Orio se parlait ainsi à lui-même dans un accès d'énergie fébrile. Ses yeux étaient fixes et brillants, ses lèvres pâles et tremblantes, ses mains contractées sur ses genoux maigres et nus. Le plus bel homme de Venise était hideux, ainsi absorbé dans ses méchantes intentions et ses lâches calculs.

Tandis qu'il devisait de la sorte, une petite porte que recouvrait la tapisserie s'ouvrit doucement, et Naam entra sans bruit dans la chambre.

«C'est toi! Où donc étais-tu? dit Orio en la regardant à peine. Donne-moi ma robe, je veux m'habiller, sortir!»

Mais Orio se leva brusquement et resta immobile de surprise et d'épouvante à l'aspect de Naam lorsqu'elle s'approcha de lui pour lui présenter sa robe. Elle était plus pâle que l'aube qui se levait en cet instant. Sa bouche avait une teinte livide, et ses yeux vitreux ressemblaient à ceux d'un cadavre.

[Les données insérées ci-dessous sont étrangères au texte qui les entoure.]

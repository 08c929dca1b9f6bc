//! Posterior-consensus clustering.
//!
//! Mixture labels switch freely between draws, so partitions are compared
//! on co-membership rather than raw label identity. Dahl's method picks,
//! among the observed partitions, the one whose binary co-membership
//! matrix is closest (squared Frobenius distance) to the ensemble average
//! — the output is always an actually observed partition, never a
//! synthetic blend. The mode estimator is the cheap per-unit baseline and
//! carries no such guarantee.

use crate::oracle::PartitionEnsemble;
use ndarray::{Array2, ArrayView2};
use thiserror::Error;

#[derive(Error, Debug)]
pub enum ConsensusError {
    #[error("Partition ensemble is empty; nothing to aggregate.")]
    EmptyEnsemble,
}

/// Pairwise co-clustering frequency across the ensemble (`bBar`).
/// Symmetric, unit diagonal, entries in [0, 1].
pub fn co_membership(labels: ArrayView2<'_, usize>) -> Array2<f64> {
    let m = labels.nrows();
    let s = labels.ncols();
    let mut b_bar = Array2::<f64>::zeros((s, s));
    for row in labels.rows() {
        for i in 0..s {
            for j in 0..s {
                if row[i] == row[j] {
                    b_bar[[i, j]] += 1.0;
                }
            }
        }
    }
    if m > 0 {
        b_bar.mapv_inplace(|v| v / m as f64);
    }
    b_bar
}

/// The consensus partition chosen by Dahl's method.
#[derive(Debug, Clone, PartialEq)]
pub struct DahlConsensus {
    /// Row of the ensemble that won.
    pub member_index: usize,
    /// MCMC draw the winning row came from.
    pub draw_index: usize,
    /// The winning partition itself (an exact copy of an observed row).
    pub partition: Vec<usize>,
    /// Its squared Frobenius distance to the mean co-membership matrix.
    pub distance: f64,
}

/// Dahl's method: the observed partition minimizing the squared Frobenius
/// distance between its binary co-membership matrix and `bBar`. Ties break
/// to the lowest member index, so the result is reproducible.
pub fn dahl_partition(ensemble: &PartitionEnsemble) -> Result<DahlConsensus, ConsensusError> {
    let labels = ensemble.labels.view();
    let m = labels.nrows();
    let s = labels.ncols();
    if m == 0 {
        return Err(ConsensusError::EmptyEnsemble);
    }
    let b_bar = co_membership(labels);

    let mut best_index = 0usize;
    let mut best_distance = f64::INFINITY;
    for idx in 0..m {
        let row = labels.row(idx);
        let mut distance = 0.0;
        for i in 0..s {
            for j in 0..s {
                let b_ij = if row[i] == row[j] { 1.0 } else { 0.0 };
                let d = b_ij - b_bar[[i, j]];
                distance += d * d;
            }
        }
        // Strict inequality keeps the lowest index on ties.
        if distance < best_distance {
            best_distance = distance;
            best_index = idx;
        }
    }

    Ok(DahlConsensus {
        member_index: best_index,
        draw_index: ensemble.draw_indices[best_index],
        partition: labels.row(best_index).to_vec(),
        distance: best_distance,
    })
}

/// Mode estimator: each unit independently takes its most frequent label
/// across the ensemble, ties to the smallest label value. O(M*S), but the
/// result is not guaranteed to equal any observed partition.
pub fn mode_partition(ensemble: &PartitionEnsemble) -> Result<Vec<usize>, ConsensusError> {
    let labels = ensemble.labels.view();
    let m = labels.nrows();
    let s = labels.ncols();
    if m == 0 {
        return Err(ConsensusError::EmptyEnsemble);
    }
    let mut result = Vec::with_capacity(s);
    for unit in 0..s {
        let mut counts: Vec<(usize, usize)> = Vec::new();
        for draw in 0..m {
            let label = labels[[draw, unit]];
            match counts.iter_mut().find(|(l, _)| *l == label) {
                Some((_, c)) => *c += 1,
                None => counts.push((label, 1)),
            }
        }
        counts.sort_by(|a, b| b.1.cmp(&a.1).then(a.0.cmp(&b.0)));
        result.push(counts[0].0);
    }
    Ok(result)
}

#[cfg(test)]
mod tests {
    use super::*;
    use ndarray::array;

    fn ensemble_from(labels: Array2<usize>) -> PartitionEnsemble {
        let draw_indices = (0..labels.nrows()).collect();
        let total_draws = labels.nrows();
        PartitionEnsemble {
            labels,
            draw_indices,
            dropped: Vec::new(),
            total_draws,
        }
    }

    #[test]
    fn co_membership_matches_hand_computed_scenario() {
        let labels = array![[1, 1, 2], [1, 1, 2], [1, 2, 2]];
        let b_bar = co_membership(labels.view());
        let expected = [
            [1.0, 2.0 / 3.0, 0.0],
            [2.0 / 3.0, 1.0, 1.0 / 3.0],
            [0.0, 1.0 / 3.0, 1.0],
        ];
        for i in 0..3 {
            for j in 0..3 {
                assert!(
                    (b_bar[[i, j]] - expected[i][j]).abs() < 1e-12,
                    "bBar[{i},{j}] = {}",
                    b_bar[[i, j]]
                );
            }
        }
    }

    #[test]
    fn dahl_tie_breaks_to_lowest_index() {
        // Members 0 and 1 are identical, so they tie; the lowest wins.
        let ensemble = ensemble_from(array![[1, 1, 2], [1, 1, 2], [1, 2, 2]]);
        let consensus = dahl_partition(&ensemble).expect("non-empty ensemble");
        assert_eq!(consensus.member_index, 0);
        assert_eq!(consensus.partition, vec![1, 1, 2]);
    }

    #[test]
    fn dahl_output_is_an_observed_member() {
        let labels = array![
            [1, 1, 2, 2],
            [1, 2, 2, 2],
            [1, 1, 1, 2],
            [1, 1, 2, 2],
            [2, 2, 1, 1],
        ];
        let ensemble = ensemble_from(labels.clone());
        let consensus = dahl_partition(&ensemble).expect("non-empty ensemble");
        let observed: Vec<usize> = labels.row(consensus.member_index).to_vec();
        assert_eq!(consensus.partition, observed);
    }

    #[test]
    fn dahl_singleton_ensemble_returns_its_only_member() {
        let ensemble = ensemble_from(array![[3, 1, 3, 2]]);
        let consensus = dahl_partition(&ensemble).expect("non-empty ensemble");
        assert_eq!(consensus.member_index, 0);
        assert_eq!(consensus.partition, vec![3, 1, 3, 2]);
        assert!(consensus.distance.abs() < 1e-12);
    }

    #[test]
    fn dahl_two_member_ensemble_picks_first_on_tie() {
        // Two distinct members are equidistant from their average.
        let ensemble = ensemble_from(array![[1, 1, 2], [1, 2, 2]]);
        let consensus = dahl_partition(&ensemble).expect("non-empty ensemble");
        assert_eq!(consensus.member_index, 0);
    }

    #[test]
    fn dahl_reports_source_draw_index() {
        let labels = array![[1, 1, 2], [1, 1, 2], [1, 2, 2]];
        let mut ensemble = ensemble_from(labels);
        // Pretend draws 4, 7, 9 survived the oracle stage.
        ensemble.draw_indices = vec![4, 7, 9];
        let consensus = dahl_partition(&ensemble).expect("non-empty ensemble");
        assert_eq!(consensus.draw_index, 4);
    }

    #[test]
    fn mode_of_identical_members_is_that_member() {
        let ensemble = ensemble_from(array![[2, 1, 3], [2, 1, 3], [2, 1, 3]]);
        let mode = mode_partition(&ensemble).expect("non-empty ensemble");
        assert_eq!(mode, vec![2, 1, 3]);
    }

    #[test]
    fn mode_breaks_ties_to_smallest_label() {
        let ensemble = ensemble_from(array![[1, 5], [2, 4], [2, 5], [1, 4]]);
        let mode = mode_partition(&ensemble).expect("non-empty ensemble");
        assert_eq!(mode, vec![1, 4]);
    }

    #[test]
    fn empty_ensemble_is_rejected() {
        let ensemble = ensemble_from(Array2::<usize>::zeros((0, 3)));
        assert!(matches!(
            dahl_partition(&ensemble),
            Err(ConsensusError::EmptyEnsemble)
        ));
        assert!(matches!(
            mode_partition(&ensemble),
            Err(ConsensusError::EmptyEnsemble)
        ));
    }
}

«Pourquoi donc avez-vous du sang sur la figure?» dit Orio en reculant d'effroi.

Il s'imagina que, suivant les coutumes féroces de la police occulte de Venise, Naam venait d'être prise par les familiers et soumise à la torture. Peut-être avait-elle révélé… Orio la regardait avec un mélange de haine et de terreur.

«Comment ai-je eu l'imprudence de la laisser vivre? pensait-il. Il y a un an que j'aurai dû la tuer?